I did previously on this IDN WG list. Here is another try,
this time with more background detail...
Background:
- Vietnamese only uses Romanised letters, and never uses
ideogramatic characters. Although spoken Vietnamese
has some cognates with Mandarin or Cantonese (due to
roughly 1000 years of Chinese imperialism, ask anyone
who is Vietnamese), it is distinctly a different language
from Chinese and never uses Chinese characters in its
written form. (e.g. the word "ma~" in Vietnamese is
pronounced the same as the Mandarin word for "horse",
but has a more narrow meaning of "Chess piece named horse",
whereas a different Vietnamese word is used for the
"animal horse".
- Vietnamese uses 6 different diacritical tone marks
(roughly: accent acute ', accent grave `, horizontal
squiggle ~, vertical sqiggle, dot underneath, no mark)
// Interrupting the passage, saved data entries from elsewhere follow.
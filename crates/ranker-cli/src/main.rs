//! Command-line and HTTP front end for the NSE stock ranker
//!
//! # Usage
//!
//! ```bash
//! export GROQ_API_KEY=...
//!
//! # One-shot report
//! stock-ranker analyze "Rank Reliance, ONGC and Oil India over the last 4 months"
//!
//! # HTTP endpoint
//! stock-ranker serve --addr 0.0.0.0:8080
//! curl -X POST localhost:8080 -d '{"query": "Reliance vs ONGC"}'
//! ```

mod server;

use anyhow::Context;
use clap::{Parser, Subcommand};
use ranker_core::{
    AnalysisOutcome, MarketDataSource, NseClient, RankerConfig, RankingPipeline, SymbolDirectory,
};
use ranker_llm::LLMProvider;
use ranker_llm::providers::OpenAIProvider;
use ranker_utils::{Config, init_tracing};
use server::{AppState, SourceFactory};
use std::net::SocketAddr;
use std::sync::Arc;
use tracing::info;

#[derive(Parser, Debug)]
#[command(name = "stock-ranker", version)]
#[command(about = "Rank NSE stocks named in a free-text query", long_about = None)]
struct Args {
    /// Model used for extraction and summary (overrides LLM_MODEL)
    #[arg(long, global = true)]
    model: Option<String>,

    /// Lookback in months when the query names none (overrides RANKER_LOOKBACK_MONTHS)
    #[arg(long, global = true)]
    lookback: Option<u32>,

    #[command(subcommand)]
    command: Command,
}

#[derive(Subcommand, Debug)]
enum Command {
    /// Analyze one query and print the report
    Analyze {
        /// Free-text question naming the companies to compare
        query: String,

        /// Print the full outcome as JSON instead of the table
        #[arg(long)]
        json: bool,
    },

    /// Serve the HTTP trigger
    Serve {
        /// Address to listen on
        #[arg(long, env = "RANKER_ADDR", default_value = "0.0.0.0:8080")]
        addr: SocketAddr,
    },
}

#[tokio::main]
async fn main() -> anyhow::Result<()> {
    let settings = Config::from_env();
    init_tracing(settings.log_format);

    let args = Args::parse();
    info!("Starting {} ({})", settings.app_name, settings.environment);

    let config = ranker_config(&args)?;
    let provider: Arc<dyn LLMProvider> =
        Arc::new(OpenAIProvider::from_env().context("language model is not configured")?);

    let listing_source = NseClient::new(config.market.clone())?;
    let directory = Arc::new(
        SymbolDirectory::load(&listing_source)
            .await
            .context("could not load the NSE symbol directory")?,
    );

    match args.command {
        Command::Analyze { query, json } => {
            let pipeline = RankingPipeline::new(
                provider,
                Arc::new(listing_source),
                directory,
                &config,
            );
            let outcome = pipeline.analyze(&query).await?;
            print_outcome(&outcome, json)?;
        }
        Command::Serve { addr } => {
            let market = config.market.clone();
            // one cookie session per request
            let sources: SourceFactory =
                Arc::new(move || -> ranker_core::Result<Arc<dyn MarketDataSource>> {
                    Ok(Arc::new(NseClient::new(market.clone())?))
                });

            let state = AppState {
                provider,
                directory,
                config: Arc::new(config),
                sources,
            };
            server::serve(addr, state).await?;
        }
    }

    Ok(())
}

fn ranker_config(args: &Args) -> anyhow::Result<RankerConfig> {
    let mut builder = RankerConfig::builder().with_env();
    if let Some(model) = &args.model {
        builder = builder.model(model);
    }
    if let Some(months) = args.lookback {
        builder = builder.default_lookback_months(months);
    }
    Ok(builder.build()?)
}

fn print_outcome(outcome: &AnalysisOutcome, json: bool) -> anyhow::Result<()> {
    if json {
        println!("{}", serde_json::to_string_pretty(outcome)?);
        return Ok(());
    }

    match outcome {
        AnalysisOutcome::Ranked(report) => {
            println!("Analysis Period: {}\n", report.period);
            if !report.unmatched.is_empty() {
                println!("Could not match: {}", report.unmatched.join(", "));
            }
            if !report.skipped.is_empty() {
                println!("No data for: {}", report.skipped.join(", "));
            }
            println!("{}", report.table);
            println!("{}", report.summary);
        }
        AnalysisOutcome::NoData {
            reason, unmatched, ..
        } => {
            println!("{reason}.");
            for company in unmatched {
                println!("- {company}");
            }
        }
    }
    Ok(())
}
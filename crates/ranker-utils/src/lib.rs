//! Shared utilities for stock-ranker
//!
//! Logging setup and process-level configuration used by the binary.

pub mod config;
pub mod logging;

pub use config::{Config, LogFormat};
pub use logging::{init_tracing, try_init_tracing};
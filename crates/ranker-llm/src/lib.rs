//! Chat-completion client layer for stock-ranker
//!
//! This crate provides the provider-agnostic pieces the ranking pipeline needs
//! to talk to a hosted language model:
//!
//! - Message types for chat requests
//! - Completion request/response types, including seed and JSON response mode
//! - The [`LLMProvider`] trait the pipeline depends on
//! - An OpenAI-compatible provider (Groq by default), behind the `openai` feature

pub mod completion;
pub mod error;
pub mod messages;
pub mod provider;

// Re-export main types
pub use completion::{CompletionRequest, CompletionResponse, ResponseFormat, StopReason, TokenUsage};
pub use error::{LLMError, Result};
pub use messages::{Message, Role};
pub use provider::LLMProvider;

// Provider implementations (feature-gated)
#[cfg(feature = "openai")]
pub mod providers;
//! Resolve extracted company descriptions to trading symbols

use crate::directory::SymbolDirectory;
use serde::{Deserialize, Serialize};
use tracing::{info, warn};

/// An extracted description and the symbol it resolved to, if any
#[derive(Debug, Clone, PartialEq, Eq, Serialize, Deserialize)]
pub struct MatchedCompany {
    pub description: String,
    pub symbol: Option<String>,
}

/// First symbol whose company name contains `description`, case-insensitively
///
/// The description must be a substring of the name, not the reverse. A blank
/// description matches nothing, although every name trivially contains it.
pub fn match_company<'a>(directory: &'a SymbolDirectory, description: &str) -> Option<&'a str> {
    let needle = description.trim().to_lowercase();
    if needle.is_empty() {
        return None;
    }

    directory
        .iter()
        .find(|(_, name)| name.to_lowercase().contains(&needle))
        .map(|(symbol, _)| symbol)
}

/// Match every description, keeping extraction order
///
/// Identical descriptions are matched once.
pub fn match_all(directory: &SymbolDirectory, descriptions: &[String]) -> Vec<MatchedCompany> {
    let mut matched: Vec<MatchedCompany> = Vec::with_capacity(descriptions.len());

    for description in descriptions {
        if matched.iter().any(|m| &m.description == description) {
            continue;
        }

        let symbol = match_company(directory, description).map(str::to_string);
        match &symbol {
            Some(symbol) => info!("Matched '{}' to symbol: {}", description, symbol),
            None => warn!("Could not match '{}' to any NSE symbol", description),
        }

        matched.push(MatchedCompany {
            description: description.clone(),
            symbol,
        });
    }

    matched
}
//! Logging and tracing utilities

use crate::LogFormat;
use tracing_subscriber::{EnvFilter, layer::SubscriberExt, util::SubscriberInitExt};

const DEFAULT_FILTER: &str = "info";

/// Initialize the global tracing subscriber
///
/// Events go to stderr so stdout stays free for command output. `RUST_LOG`
/// overrides the default `info` filter. Panics if a subscriber is
/// already installed; use [`try_init_tracing`] where that can happen.
pub fn init_tracing(format: LogFormat) {
    if let Err(e) = try_init_tracing(format) {
        panic!("failed to install tracing subscriber: {e}");
    }
}

/// Initialize the global tracing subscriber, reporting a second install as an error
pub fn try_init_tracing(
    format: LogFormat,
) -> Result<(), tracing_subscriber::util::TryInitError> {
    let filter =
        EnvFilter::try_from_default_env().unwrap_or_else(|_| EnvFilter::new(DEFAULT_FILTER));
    let registry = tracing_subscriber::registry().with(filter);

    match format {
        LogFormat::Pretty => registry
            .with(tracing_subscriber::fmt::layer().with_writer(std::io::stderr))
            .try_init(),
        LogFormat::Json => registry
            .with(
                tracing_subscriber::fmt::layer()
                    .json()
                    .flatten_event(true)
                    .with_writer(std::io::stderr),
            )
            .try_init(),
    }
}
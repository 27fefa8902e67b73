//! LLM provider trait definition

use crate::{CompletionRequest, CompletionResponse, Result};
use async_trait::async_trait;

/// Trait for chat-completion providers
///
/// The ranking pipeline only ever sees this trait, so tests can hand it a fake
/// and deployments can point it at any OpenAI-compatible service.
#[async_trait]
pub trait LLMProvider: Send + Sync {
    /// Generate a completion from the model
    async fn complete(&self, request: CompletionRequest) -> Result<CompletionResponse>;

    /// Get the provider name (e.g., "groq", "openai")
    fn name(&self) -> &str;
}
//! Query parsing: lookback period and the analysis window it implies

use chrono::{Months, NaiveDate};
use regex::Regex;
use serde::{Deserialize, Serialize};
use std::fmt;
use std::sync::LazyLock;

static LOOKBACK_PATTERN: LazyLock<Regex> =
    LazyLock::new(|| Regex::new(r"(?i)last\s+(\d+)\s+months?").expect("valid lookback pattern"));

/// Date format the exchange history endpoint expects
const NSE_DATE_FORMAT: &str = "%d-%m-%Y";

/// Extract `N` from a phrase like "last N months"
///
/// Matching ignores case, so "Last 6 Months" counts. Returns `None` when the
/// query names no period or names zero months; a zero-month window would
/// fetch nothing, so callers fall back to their default instead.
pub fn parse_lookback_months(query: &str) -> Option<u32> {
    LOOKBACK_PATTERN
        .captures(query)
        .and_then(|caps| caps.get(1))
        .and_then(|m| m.as_str().parse::<u32>().ok())
        .filter(|months| *months > 0)
}

/// Lookback from the query, or `default` when absent
pub fn lookback_or(query: &str, default: u32) -> u32 {
    parse_lookback_months(query).unwrap_or(default)
}

/// Inclusive date window covered by one analysis
#[derive(Debug, Clone, Copy, PartialEq, Eq, Serialize, Deserialize)]
pub struct AnalysisPeriod {
    pub months: u32,
    pub start: NaiveDate,
    pub end: NaiveDate,
}

impl AnalysisPeriod {
    /// Window of `months` calendar months ending on `end`
    ///
    /// A start day past the end of the target month is clamped to its last
    /// day (31 March minus one month is 29 February in a leap year).
    pub fn ending(end: NaiveDate, months: u32) -> Self {
        let start = end
            .checked_sub_months(Months::new(months))
            .unwrap_or(NaiveDate::MIN);
        Self { months, start, end }
    }

    /// `from` parameter for the history endpoint
    pub fn nse_from(&self) -> String {
        self.start.format(NSE_DATE_FORMAT).to_string()
    }

    /// `to` parameter for the history endpoint
    pub fn nse_to(&self) -> String {
        self.end.format(NSE_DATE_FORMAT).to_string()
    }
}

impl fmt::Display for AnalysisPeriod {
    fn fmt(&self, f: &mut fmt::Formatter<'_>) -> fmt::Result {
        write!(
            f,
            "{} to {}",
            self.start.format("%Y-%m-%d"),
            self.end.format("%Y-%m-%d")
        )
    }
}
and at least one non-tonal diacritical vowel modifier
(circumflex). In the northern pronunciation, there are
6 distinct tones in regular spoken use, while in the south
the tones (horizontal squiggle ~, vertical squiggle) tend
to be blurred together in spoken form. The several Vietnamese
pronunciations are mutually intelligible, perhaps more so
than Yorkshire English and Southern US English are)
- Vietnamese also has some letters unique to Vietnamese
(e.g. there is a "D-" character which is different from,
yet very slightly similar to the Nordic letter Eth).
- All Vietnamese letters are recognisably Roman, not
in any way ideograms.
- The Vietnamese language has been normally written in this
Romanised (Quo^`c Ngu) form for more than 200 years and
it is this form that is used everywhere (signs, newspapers,
other places). If one goes back to perhaps the Roman year
1400, then Vietnamese were using an ideogrammatic written form
derived from Chinese characters, but that was never widely
used outside the educated elite and has been "dead" for
more than 200 years.
One could imagine a URL:
http://www.d-o^ng.vn
and its capitalised equal:
http://WWW.D-O^NG.VN
It would be broken for users if those two URLs above did not
go to the same web page. If we only case-map [a-z, A-Z],
then we would not case-map "d-" with "D-" or case-map "o^"
with "O^", thus making the 2 fictional URLs above map to
different web pages.
It is not reasonable to say that the content provider needs to
register all domain-names with the myriad case combinations
and manually map them to the same content, though I can see
that some would-be DNS registries would very much like the
chance to charge N times for the same domain-name.
My bottom line is that we MUST do case-mapping for at least
all of the Romanised letters. Again, I am not discussing
any CJK issues in this email.
Ran
rja@inet.org